_EXERCISE_. Where in the data below does the word "Some" appear? Copy every line that has it.

_RECORDS TO USE_.
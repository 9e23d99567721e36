//! FASTA I/O for amplicon references and extracted genome slices.
//!
//! Input comes from `samtools faidx` (wrapped lines, `chr:start-end` ids) and
//! from `bowtie2-inspect`; output is the one-line-per-sequence layout used
//! for `AMPLICONS.fa`.

use crate::bio::fastq::open_reader;
use crate::bio::sequence::Sequence;
use crate::{RegionplexError, Result};
use nom::{
    bytes::complete::{tag, take_till},
    character::complete::{line_ending, not_line_ending, space1},
    combinator::opt,
    sequence::{preceded, terminated},
    IResult,
};
use std::fs::File;
use std::io::{BufWriter, Read, Write};
use std::path::Path;

fn is_line_break(c: u8) -> bool {
    c == b'\n' || c == b'\r'
}

/// `>id description` up to and including the line break.
fn header(input: &[u8]) -> IResult<&[u8], (&[u8], Option<&[u8]>)> {
    let (input, _) = tag(b">")(input)?;
    let (input, id) = take_till(|c: u8| c.is_ascii_whitespace())(input)?;
    let (input, description) = opt(preceded(space1, not_line_ending))(input)?;
    let (input, _) = opt(line_ending)(input)?;
    Ok((input, (id, description)))
}

fn residue_line(input: &[u8]) -> IResult<&[u8], &[u8]> {
    terminated(take_till(is_line_break), opt(line_ending))(input)
}

/// Residue lines up to the next header, whitespace dropped and uppercased.
fn residues(mut input: &[u8]) -> IResult<&[u8], Vec<u8>> {
    let mut bases = Vec::new();
    while !input.is_empty() && input[0] != b'>' {
        let (rest, line) = residue_line(input)?;
        bases.extend(
            line.iter()
                .filter(|c| !c.is_ascii_whitespace())
                .map(u8::to_ascii_uppercase),
        );
        // a lone '\r' is neither content nor a line ending
        input = if rest.len() == input.len() { &rest[1..] } else { rest };
    }
    Ok((input, bases))
}

fn record(input: &[u8]) -> IResult<&[u8], Sequence> {
    let (input, (id, description)) = header(input)?;
    let (input, bases) = residues(input)?;
    let mut sequence = Sequence::new(String::from_utf8_lossy(id).to_string(), bases);
    let description = description.map(|d| String::from_utf8_lossy(d).trim().to_string());
    if let Some(description) = description.filter(|d| !d.is_empty()) {
        sequence = sequence.with_description(description);
    }
    Ok((input, sequence))
}

/// Parse every record in `data`. Leading blank lines are allowed; anything
/// else before the first `>` is an error.
pub fn parse_fasta_from_bytes(data: &[u8]) -> Result<Vec<Sequence>> {
    let start = data
        .iter()
        .position(|c| !c.is_ascii_whitespace())
        .unwrap_or(data.len());
    let mut remaining = &data[start..];
    let mut sequences = Vec::new();

    while !remaining.is_empty() {
        if remaining[0] != b'>' {
            return Err(RegionplexError::Parse(
                "FASTA record does not start with '>'".to_string(),
            ));
        }
        let (rest, sequence) = record(remaining)
            .map_err(|_| RegionplexError::Parse("Malformed FASTA record".to_string()))?;
        sequences.push(sequence);
        remaining = rest;
    }

    Ok(sequences)
}

/// Parse a FASTA file, plain or gzip-compressed.
pub fn parse_fasta<P: AsRef<Path>>(path: P) -> Result<Vec<Sequence>> {
    let path = path.as_ref();
    let mut data = Vec::new();
    open_reader(path)?.read_to_end(&mut data)?;
    parse_fasta_from_bytes(&data).map_err(|e| match e {
        RegionplexError::Parse(msg) => {
            RegionplexError::Parse(format!("{}: {}", path.display(), msg))
        }
        other => other,
    })
}

/// Write sequences one line each, the layout aligner index builders expect.
pub fn write_fasta<P: AsRef<Path>>(path: P, sequences: &[Sequence]) -> Result<()> {
    let mut writer = BufWriter::new(File::create(path)?);
    for sequence in sequences {
        writeln!(writer, "{}", sequence.header())?;
        writer.write_all(&sequence.sequence)?;
        writeln!(writer)?;
    }
    writer.flush()?;
    Ok(())
}

#[cfg(test)]
mod tests {
    use super::*;
    use tempfile::TempDir;

    #[test]
    fn test_header_with_description() {
        let (remaining, (id, description)) = header(b">chr1:100-120 extracted\nACGT").unwrap();
        assert_eq!(id, b"chr1:100-120");
        assert_eq!(description, Some(&b"extracted"[..]));
        assert_eq!(remaining, b"ACGT");
    }

    #[test]
    fn test_parse_wrapped_faidx_output() {
        let fasta = b">chr1:11-30\nacgtacgtac\nGTACGTACGT\n";
        let sequences = parse_fasta_from_bytes(fasta).unwrap();
        assert_eq!(sequences.len(), 1);
        assert_eq!(sequences[0].id, "chr1:11-30");
        assert_eq!(sequences[0].to_string(), "ACGTACGTACGTACGTACGT");
    }

    #[test]
    fn test_crlf_and_blank_lines() {
        let fasta = b"\r\n>a\r\nAC\r\nGT\r\n\r\n>b\r\nTT\r\n";
        let sequences = parse_fasta_from_bytes(fasta).unwrap();
        assert_eq!(sequences.len(), 2);
        assert_eq!(sequences[0].to_string(), "ACGT");
        assert_eq!(sequences[1].to_string(), "TT");
    }

    #[test]
    fn test_header_without_sequence() {
        let sequences = parse_fasta_from_bytes(b">empty\n>full\nAC\n").unwrap();
        assert_eq!(sequences.len(), 2);
        assert!(sequences[0].is_empty());
        assert_eq!(sequences[1].to_string(), "AC");
    }

    #[test]
    fn test_rejects_non_fasta() {
        assert!(parse_fasta_from_bytes(b"@read\nACGT\n+\nIIII\n").is_err());
    }

    #[test]
    fn test_write_then_parse_file() {
        let dir = TempDir::new().unwrap();
        let path = dir.path().join("AMPLICONS.fa");
        let sequences = vec![
            Sequence::new("AMPL_one".to_string(), b"ACGTACGT".to_vec()),
            Sequence::new("AMPL_two".to_string(), b"TTTTCCCC".to_vec()),
        ];
        write_fasta(&path, &sequences).unwrap();

        let text = std::fs::read_to_string(&path).unwrap();
        assert_eq!(text, ">AMPL_one\nACGTACGT\n>AMPL_two\nTTTTCCCC\n");
        assert_eq!(parse_fasta(&path).unwrap(), sequences);
    }
}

_ANSWER BELOW_.
    if let Some(description) = description.filter(|d| !d.is_empty()) {
        assert_eq!(description, Some(&b"extracted"[..]));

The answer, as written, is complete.